__Exercise requirements__
If a line of the listing contains the string "resolver", return that line.

[Provided material]

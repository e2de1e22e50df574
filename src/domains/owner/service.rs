use crate::context::ApplicationContext;
use crate::domains::owner::types::{OwnerCommand, OwnerDto};
use crate::errors::{DomainError, ServiceResult};
use crate::pipeline::{
    self, parameter_snapshot, path_checks, require_id, CommandResponse, PathParameters,
};
use crate::resolver;
use crate::types::{EventMetadata, OwnerType, SearchVisibility};
use crate::validation::{check, parse_uuid, ValidationBuilder};
use serde::{Deserialize, Serialize};

/// Parameters for creating an owner. The client supplies the id.
#[derive(Debug, Clone, Serialize, Deserialize)]
pub struct CreateOwnerParameters {
    pub correlation_id: String,
    pub owner_id: String,
    pub owner_name: String,
    pub owner_type: OwnerType,
    pub search_visibility: SearchVisibility,
}

#[derive(Debug, Clone, Serialize, Deserialize)]
pub struct SetOwnerNameParameters {
    #[serde(flatten)]
    pub path: PathParameters,
    pub new_name: String,
}

#[derive(Debug, Clone, Serialize, Deserialize)]
pub struct SetOwnerDescriptionParameters {
    #[serde(flatten)]
    pub path: PathParameters,
    pub description: String,
}

#[derive(Debug, Clone, Serialize, Deserialize)]
pub struct SetOwnerTypeParameters {
    #[serde(flatten)]
    pub path: PathParameters,
    pub owner_type: OwnerType,
}

#[derive(Debug, Clone, Serialize, Deserialize)]
pub struct SetOwnerSearchVisibilityParameters {
    #[serde(flatten)]
    pub path: PathParameters,
    pub search_visibility: SearchVisibility,
}

#[derive(Debug, Clone, Serialize, Deserialize)]
pub struct DeleteOwnerParameters {
    #[serde(flatten)]
    pub path: PathParameters,
    pub delete_reason: String,
    pub force: bool,
}

#[derive(Debug, Clone, Serialize, Deserialize)]
pub struct OwnerPathParameters {
    #[serde(flatten)]
    pub path: PathParameters,
}

/// Command/query surface for owner entities.
#[derive(Clone)]
pub struct OwnerService {
    app: ApplicationContext,
}

impl OwnerService {
    pub fn new(app: ApplicationContext) -> Self {
        Self { app }
    }

    pub async fn create(&self, params: CreateOwnerParameters) -> ServiceResult<CommandResponse> {
        let snapshot = parameter_snapshot(&params);
        let correlation_id = params.correlation_id.clone();
        let checks = vec![
            check({
                let value = params.correlation_id.clone();
                async move {
                    ValidationBuilder::new("correlation_id", Some(value))
                        .required()
                        .check()
                }
            }),
            check({
                let value = params.owner_id.clone();
                async move {
                    ValidationBuilder::new("owner_id", Some(value))
                        .required()
                        .uuid_string()
                        .check()
                }
            }),
            check({
                let value = params.owner_name.clone();
                async move {
                    ValidationBuilder::new("owner_name", Some(value))
                        .required()
                        .entity_name()
                        .check()
                }
            }),
        ];
        let app = &self.app;
        pipeline::run_command(&correlation_id, snapshot, checks, async {
            let owner_id = parse_uuid("owner_id", &params.owner_id)?;
            if app.index().owner_id_by_name(&params.owner_name).is_some() {
                return Err(DomainError::Conflict(format!(
                    "owner name {} is already in use",
                    params.owner_name
                )));
            }
            let metadata = EventMetadata::new(&correlation_id);
            let outcome = app
                .host()
                .owner(owner_id)
                .await?
                .handle(
                    OwnerCommand::Create {
                        owner_name: params.owner_name.clone(),
                        owner_type: params.owner_type,
                        search_visibility: params.search_visibility,
                    },
                    metadata,
                )
                .await?;
            let resolved = resolver::ResolvedPath {
                owner_id: Some(owner_id),
                ..Default::default()
            };
            Ok((outcome, resolved))
        })
        .await
    }

    pub async fn set_name(&self, params: SetOwnerNameParameters) -> ServiceResult<CommandResponse> {
        let snapshot = parameter_snapshot(&params);
        let correlation_id = params.path.correlation_id.clone();
        let mut checks = path_checks(&params.path);
        checks.push(check({
            let value = params.new_name.clone();
            async move {
                ValidationBuilder::new("new_name", Some(value))
                    .required()
                    .entity_name()
                    .check()
            }
        }));
        let app = &self.app;
        pipeline::run_command(&correlation_id, snapshot, checks, async {
            let resolved =
                resolver::resolve_path(&app.cache, &app.actors, &params.path).await?;
            let owner_id = require_id(resolved.owner_id, "owner")?;
            if let Some(existing) = app.index().owner_id_by_name(&params.new_name) {
                if existing != owner_id {
                    return Err(DomainError::Conflict(format!(
                        "owner name {} is already in use",
                        params.new_name
                    )));
                }
            }
            let metadata = EventMetadata::new(&correlation_id);
            let outcome = app
                .host()
                .owner(owner_id)
                .await?
                .handle(
                    OwnerCommand::SetName {
                        owner_name: params.new_name.clone(),
                    },
                    metadata,
                )
                .await?;
            Ok((outcome, resolved))
        })
        .await
    }

    pub async fn set_description(
        &self,
        params: SetOwnerDescriptionParameters,
    ) -> ServiceResult<CommandResponse> {
        let command = OwnerCommand::SetDescription {
            description: params.description.clone(),
        };
        self.simple_command(&params.path, parameter_snapshot(&params), command)
            .await
    }

    pub async fn set_type(&self, params: SetOwnerTypeParameters) -> ServiceResult<CommandResponse> {
        let command = OwnerCommand::SetType {
            owner_type: params.owner_type,
        };
        self.simple_command(&params.path, parameter_snapshot(&params), command)
            .await
    }

    pub async fn set_search_visibility(
        &self,
        params: SetOwnerSearchVisibilityParameters,
    ) -> ServiceResult<CommandResponse> {
        let command = OwnerCommand::SetSearchVisibility {
            search_visibility: params.search_visibility,
        };
        self.simple_command(&params.path, parameter_snapshot(&params), command)
            .await
    }

    pub async fn delete(&self, params: DeleteOwnerParameters) -> ServiceResult<CommandResponse> {
        let command = OwnerCommand::DeleteLogical {
            delete_reason: params.delete_reason.clone(),
            force: params.force,
        };
        self.simple_command(&params.path, parameter_snapshot(&params), command)
            .await
    }

    pub async fn undelete(&self, params: OwnerPathParameters) -> ServiceResult<CommandResponse> {
        self.simple_command(&params.path, parameter_snapshot(&params), OwnerCommand::Undelete)
            .await
    }

    pub async fn get(&self, params: OwnerPathParameters) -> ServiceResult<OwnerDto> {
        let snapshot = parameter_snapshot(&params);
        let correlation_id = params.path.correlation_id.clone();
        let app = &self.app;
        pipeline::run_query(&correlation_id, snapshot, path_checks(&params.path), async {
            let resolved =
                resolver::resolve_path(&app.cache, &app.actors, &params.path).await?;
            let owner_id = require_id(resolved.owner_id, "owner")?;
            let proxy = app.host().owner(owner_id).await?;
            if !proxy.exists().await? {
                return Err(DomainError::not_found("owner", owner_id));
            }
            proxy.get().await
        })
        .await
    }

    async fn simple_command(
        &self,
        path: &PathParameters,
        snapshot: std::collections::HashMap<String, String>,
        command: OwnerCommand,
    ) -> ServiceResult<CommandResponse> {
        let correlation_id = path.correlation_id.clone();
        let app = &self.app;
        pipeline::run_command(&correlation_id, snapshot, path_checks(path), async {
            let resolved = resolver::resolve_path(&app.cache, &app.actors, path).await?;
            let owner_id = require_id(resolved.owner_id, "owner")?;
            let metadata = EventMetadata::new(&correlation_id);
            let outcome = app
                .host()
                .owner(owner_id)
                .await?
                .handle(command, metadata)
                .await?;
            Ok((outcome, resolved))
        })
        .await
    }
}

[/Provided material]

__Answer to the exercise__
use crate::resolver;
            let resolved = resolver::ResolvedPath {
                resolver::resolve_path(&app.cache, &app.actors, &params.path).await?;
                resolver::resolve_path(&app.cache, &app.actors, &params.path).await?;
            let resolved = resolver::resolve_path(&app.cache, &app.actors, path).await?;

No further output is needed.